- Exercise aim: If a line in the listing contains "struct", copy it out whole.

- Excerpted records:
//! # Live "Current Tide" Marker
//!
//! The chart highlights the sample closest to the current time with a pulsing
//! dot. This module holds the pure pieces of that behavior:
//!
//! - [`locate`] picks the sample that counts as "now"
//! - [`MarkerState::advance`] is one step of the pulse animation
//! - [`render_overlay`] builds the overlay series the renderer draws
//!
//! The repaint timer belongs to the caller. [`LiveMarker`] is the per-chart
//! state holder the caller ticks once per period (500 ms by default).
//!
//! ## Pulse Cycle
//! Starting from radius 10 and growing, the radius steps by 2 up to 14, back
//! down to 6 and up again, returning to its starting state every 8 ticks:
//!
//! ```text
//! 10 → 12 → 14 → 12 → 10 → 8 → 6 → 8 → 10
//! ```

use crate::series::ChartSeries;
use crate::timestamps::parse_instant;
use chrono::{DateTime, Duration, Utc};
use chrono_tz::Tz;

pub const DEFAULT_TOLERANCE_MINUTES: i64 = 5;

const RADIUS_STEP: u32 = 2;
const RADIUS_MAX: u32 = 14;
const RADIUS_MIN: u32 = 6;
/// Nominal radius; anything larger draws a thick outline
const RADIUS_BASELINE: u32 = 10;

/// Index of the first sample within `tolerance` of `now`.
///
/// The first qualifying sample in series order wins, even when a later one
/// is closer. Labels that do not parse are never current.
pub fn locate(
    series: &ChartSeries,
    now: DateTime<Utc>,
    tolerance: Duration,
    tz: Tz,
) -> Option<usize> {
    let limit = tolerance.num_milliseconds();
    series.labels.iter().position(|label| {
        parse_instant(label, tz)
            .map(|at| (at - now).num_milliseconds().abs() < limit)
            .unwrap_or(false)
    })
}

/// Overlay series: absent everywhere except the current index.
pub fn render_overlay(len: usize, index: Option<usize>, value: f64) -> Vec<Option<f64>> {
    let mut overlay = vec![None; len];
    if let Some(slot) = index.and_then(|i| overlay.get_mut(i)) {
        *slot = Some(value);
    }
    overlay
}

/// Pulse animation state for one chart.
#[derive(Clone, Copy, Debug, PartialEq, Eq)]
pub struct MarkerState {
    pub radius: u32,
    pub growing: bool,
}

impl Default for MarkerState {
    fn default() -> Self {
        Self {
            radius: RADIUS_BASELINE,
            growing: true,
        }
    }
}

impl MarkerState {
    /// One animation step.
    pub fn advance(self) -> Self {
        if self.growing {
            let radius = self.radius + RADIUS_STEP;
            Self {
                radius,
                growing: radius < RADIUS_MAX,
            }
        } else {
            let radius = self.radius.saturating_sub(RADIUS_STEP);
            Self {
                radius,
                growing: radius <= RADIUS_MIN,
            }
        }
    }

    /// True while the marker is drawn larger than its nominal size.
    pub fn emphasize(&self) -> bool {
        self.radius > RADIUS_BASELINE
    }

    pub fn border_width(&self) -> u32 {
        if self.emphasize() {
            3
        } else {
            1
        }
    }
}

/// Everything the renderer needs to draw the marker for one tick.
#[derive(Clone, Debug, PartialEq)]
pub struct MarkerFrame {
    pub index: usize,
    pub value: f64,
    pub radius: u32,
    pub border_width: u32,
    pub overlay: Vec<Option<f64>>,
}

/// Caller-owned marker for one chart/series pairing.
#[derive(Clone, Debug)]
pub struct LiveMarker {
    state: MarkerState,
    tolerance: Duration,
    tz: Tz,
}

impl LiveMarker {
    pub fn new(tolerance: Duration, tz: Tz) -> Self {
        Self {
            state: MarkerState::default(),
            tolerance,
            tz,
        }
    }

    pub fn state(&self) -> MarkerState {
        self.state
    }

    /// Back to the initial pulse state, used when a new series is loaded.
    pub fn reset(&mut self) {
        self.state = MarkerState::default();
    }

    /// Run one timer tick.
    ///
    /// When no sample is current the pulse does not advance and `None` is
    /// returned; the renderer then draws `render_overlay(len, None, _)`.
    pub fn tick(&mut self, series: &ChartSeries, now: DateTime<Utc>) -> Option<MarkerFrame> {
        let index = locate(series, now, self.tolerance, self.tz)?;
        let value = series.values.get(index).copied()?;

        self.state = self.state.advance();
        Some(MarkerFrame {
            index,
            value,
            radius: self.state.radius,
            border_width: self.state.border_width(),
            overlay: render_overlay(series.len(), Some(index), value),
        })
    }
}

- Result for this exercise:
pub struct MarkerState {
pub struct MarkerFrame {
pub struct LiveMarker {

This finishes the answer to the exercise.